BY KARL DETLEV JESSEN, PH.D.
Professor of German Literature, Bryn Mawr College
To relate, in detail, the story of the life of General-Fieldmarshal Graf Helmuth von Moltke—or, as we shall briefly call him, Moltke—means to give an account of that memorable phase of modern history, perhaps, so far as Europe is concerned, the most important of the nineteenth century. This was the ascendency of Prussia, of her king and of her people, culminating in the unification and the consolidation of most of the German states into one great empire, with all its realization of military and political power, of social, economic, and, in a wide sense, of cultural eminence and efficiency. The barest outlines, however, must suffice for the present purpose.

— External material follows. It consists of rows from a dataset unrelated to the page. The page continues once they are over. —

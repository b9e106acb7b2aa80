//! Path relevance classification
//!
//! Decides whether a path is worth indexing by looking only at its string
//! form. File contents are never read, so classification stays cheap enough
//! to run on every entry of a large tree.

use std::collections::{BTreeMap, HashSet};
use std::path::Path;
use std::sync::Arc;

use regex::{RegexSet, RegexSetBuilder};

use crate::{Config, Result, SiftError};

/// Names that look generated rather than chosen by a person.
const GENERATED_NAME_PATTERNS: &[&str] = &[
    // Hashes
    r"^[a-f0-9]{32,}$",
    // UUIDs
    r"^[0-9a-f]{8}-[0-9a-f]{4}-[0-9a-f]{4}-[0-9a-f]{4}-[0-9a-f]{12}$",
    // Pure numbers
    r"^\d+$",
    // Leading underscores
    r"^_+",
];

/// Paths nested deeper than this lose score.
const MAX_COMFORTABLE_DEPTH: usize = 8;

const BASE_SCORE: f32 = 0.5;
const POSITIVE_EXTENSION_BONUS: f32 = 0.2;
const POSITIVE_NAME_BONUS: f32 = 0.15;
const POSITIVE_FOLDER_BONUS: f32 = 0.1;
const HIDDEN_PENALTY: f32 = 0.3;
const DEPTH_PENALTY: f32 = 0.1;
const GENERATED_NAME_PENALTY: f32 = 0.3;
const NAME_LENGTH_PENALTY: f32 = 0.1;

/// A strategy deciding whether a path should be indexed.
pub trait PathClassifier: Send + Sync {
    /// Must depend on nothing but the path string and the classifier's own configuration.
    fn is_relevant(&self, path: &Path) -> bool;
}

impl<F> PathClassifier for F
where
    F: Fn(&Path) -> bool + Send + Sync,
{
    fn is_relevant(&self, path: &Path) -> bool {
        self(path)
    }
}

/// Constructor registered under a strategy name.
pub type ClassifierCtor = fn(&Config) -> Result<Box<dyn PathClassifier>>;

/// Maps strategy names to constructors.
///
/// Unknown names fail when the classifier is created, never later.
pub struct ClassifierRegistry {
    strategies: BTreeMap<String, ClassifierCtor>,
}

impl ClassifierRegistry {
    /// An empty registry.
    pub fn new() -> Self {
        Self {
            strategies: BTreeMap::new(),
        }
    }

    /// A registry holding the built-in strategies.
    pub fn with_defaults() -> Self {
        let mut registry = Self::new();
        registry.register("heuristic", heuristic);
        registry
    }

    /// Register (or replace) a strategy.
    pub fn register(&mut self, name: &str, ctor: ClassifierCtor) {
        self.strategies.insert(name.to_string(), ctor);
    }

    /// Names of all registered strategies, sorted.
    pub fn available(&self) -> Vec<&str> {
        self.strategies.keys().map(String::as_str).collect()
    }

    /// Build the strategy registered under `name`.
    pub fn create(&self, name: &str, config: &Config) -> Result<Arc<dyn PathClassifier>> {
        let ctor = self.strategies.get(name).ok_or_else(|| {
            SiftError::Config(format!(
                "Unknown classifier type: {}. Available: {}",
                name,
                self.available().join(", ")
            ))
        })?;
        Ok(Arc::from(ctor(config)?))
    }
}

impl Default for ClassifierRegistry {
    fn default() -> Self {
        Self::with_defaults()
    }
}

fn heuristic(config: &Config) -> Result<Box<dyn PathClassifier>> {
    Ok(Box::new(HeuristicClassifier::new(config)?))
}

/// Build the classifier named by `config.classifier` from the built-in strategies.
pub fn from_config(config: &Config) -> Result<Arc<dyn PathClassifier>> {
    ClassifierRegistry::with_defaults().create(&config.classifier, config)
}

/// Hard exclusion rules shared by the classifier and the crawler.
#[derive(Debug, Clone)]
pub struct ExclusionRules {
    roots: Vec<String>,
    patterns: Vec<String>,
    extensions: HashSet<String>,
}

impl ExclusionRules {
    pub fn new(config: &Config) -> Self {
        Self {
            roots: config
                .excluded_paths
                .iter()
                .map(|p| normalize(&p.to_string_lossy()))
                .collect(),
            patterns: config
                .excluded_patterns
                .iter()
                .map(|p| p.to_lowercase())
                .collect(),
            extensions: normalize_extensions(&config.excluded_extensions),
        }
    }

    /// True when `path` is one of the excluded roots or lies beneath one.
    pub fn is_under_excluded_root(&self, path: &Path) -> bool {
        let path = normalize(&path.to_string_lossy());
        self.roots.iter().any(|root| {
            path == *root
                || path
                    .strip_prefix(root.as_str())
                    .is_some_and(|rest| rest.starts_with('/') || root.ends_with('/'))
        })
    }

    /// True when any hard exclusion applies to `path`.
    pub fn excludes(&self, path: &Path) -> bool {
        if self.is_under_excluded_root(path) {
            return true;
        }

        let path = path.to_string_lossy();
        let parts = components(&path);
        if parts.iter().any(|part| part.starts_with('.')) {
            return true;
        }

        let lowered: Vec<String> = parts.iter().map(|part| part.to_lowercase()).collect();
        if lowered
            .iter()
            .any(|part| self.patterns.iter().any(|pattern| part.contains(pattern.as_str())))
        {
            return true;
        }

        let (_, ext) = split_extension(lowered.last().map(String::as_str).unwrap_or(""));
        !ext.is_empty() && self.extensions.contains(ext)
    }
}

/// Scores paths by naming and structure, then compares against a threshold.
pub struct HeuristicClassifier {
    rules: ExclusionRules,
    threshold: f32,
    positive_extensions: HashSet<String>,
    positive_names: HashSet<String>,
    positive_folders: HashSet<String>,
    generated_names: RegexSet,
}

impl HeuristicClassifier {
    pub fn new(config: &Config) -> Result<Self> {
        let generated_names = RegexSetBuilder::new(GENERATED_NAME_PATTERNS)
            .case_insensitive(true)
            .build()
            .map_err(|e| SiftError::Config(format!("Invalid name pattern: {}", e)))?;

        Ok(Self {
            rules: ExclusionRules::new(config),
            threshold: config.relevance_threshold,
            positive_extensions: normalize_extensions(&config.positive_extensions),
            positive_names: lowercase_set(&config.positive_names),
            positive_folders: lowercase_set(&config.positive_folders),
            generated_names,
        })
    }

    /// Relevance score in [0, 1], ignoring hard exclusions.
    pub fn score(&self, path: &Path) -> f32 {
        let path = path.to_string_lossy();
        let parts = components(&path);
        let filename = parts.last().copied().unwrap_or("");
        let lowered = filename.to_lowercase();
        let (stem, ext) = split_extension(&lowered);

        let mut score = BASE_SCORE;

        if self.positive_extensions.contains(ext) {
            score += POSITIVE_EXTENSION_BONUS;
        }

        if self.positive_names.contains(stem) {
            score += POSITIVE_NAME_BONUS;
        }

        if parts
            .iter()
            .any(|part| self.positive_folders.contains(&part.to_lowercase()))
        {
            score += POSITIVE_FOLDER_BONUS;
        }

        if filename.starts_with('.') {
            score -= HIDDEN_PENALTY;
        }

        if parts.len() > MAX_COMFORTABLE_DEPTH {
            score -= DEPTH_PENALTY;
        }

        if self.generated_names.is_match(stem) {
            score -= GENERATED_NAME_PENALTY;
        }

        let stem_len = stem.chars().count();
        if !(2..=100).contains(&stem_len) {
            score -= NAME_LENGTH_PENALTY;
        }

        score.clamp(0.0, 1.0)
    }

    pub fn threshold(&self) -> f32 {
        self.threshold
    }

    pub fn rules(&self) -> &ExclusionRules {
        &self.rules
    }
}

impl PathClassifier for HeuristicClassifier {
    fn is_relevant(&self, path: &Path) -> bool {
        if self.rules.excludes(path) {
            return false;
        }
        self.score(path) >= self.threshold
    }
}

/// Split on both separator styles, dropping empty and `.`/`..` components.
fn components(path: &str) -> Vec<&str> {
    path.split(['/', '\\'])
        .filter(|part| !part.is_empty() && *part != "." && *part != "..")
        .collect()
}

/// Lower-case, forward slashes, no trailing slash (except for a bare root).
fn normalize(path: &str) -> String {
    let path = path.replace('\\', "/").to_lowercase();
    match path.trim_end_matches('/') {
        "" if path.starts_with('/') => "/".to_string(),
        trimmed => trimmed.to_string(),
    }
}

/// `("report", "pdf")` for `report.pdf`; leading dots never start an extension.
fn split_extension(name: &str) -> (&str, &str) {
    let leading = name.len() - name.trim_start_matches('.').len();
    match name[leading..].rfind('.') {
        Some(dot) => (&name[..leading + dot], &name[leading + dot + 1..]),
        None => (name, ""),
    }
}

fn normalize_extensions(extensions: &[String]) -> HashSet<String> {
    extensions
        .iter()
        .map(|e| e.trim_start_matches('.').to_lowercase())
        .collect()
}

fn lowercase_set(items: &[String]) -> HashSet<String> {
    items.iter().map(|s| s.to_lowercase()).collect()
}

Moltke was born at the threshold of the century the history of which he so prominently helped to shape, on October 26, 1800, at Parchim in the duchy of Mecklenburg-Schwerin. On his father's side he descended from a family of the North German gentry which had come to various degrees of prominence in some German as well as Scandinavian states. No doubt he inherited the military instinct from this race of warriors, statesmen, and landholders; a race the characteristic traits of which indicated the line along which he was bound to develop, the field in which he was to manifest his greatest achievements. But there is just as little doubt that all the elements of character which exalted his military gifts and instincts into an almost antique nobility, simplicity, and grandeur—his dignity, purity, dutifulness, his profound religious devotion, and sense of humor—came to him from his mother, who was descended from an ancient patrician family of the little republican commonwealth, the once famous Hansatown of Lübeck. How far the Huguenot strain may have influenced him, through his paternal grandmother, is hard to tell, since we know but little of Charlotte d'Olivet.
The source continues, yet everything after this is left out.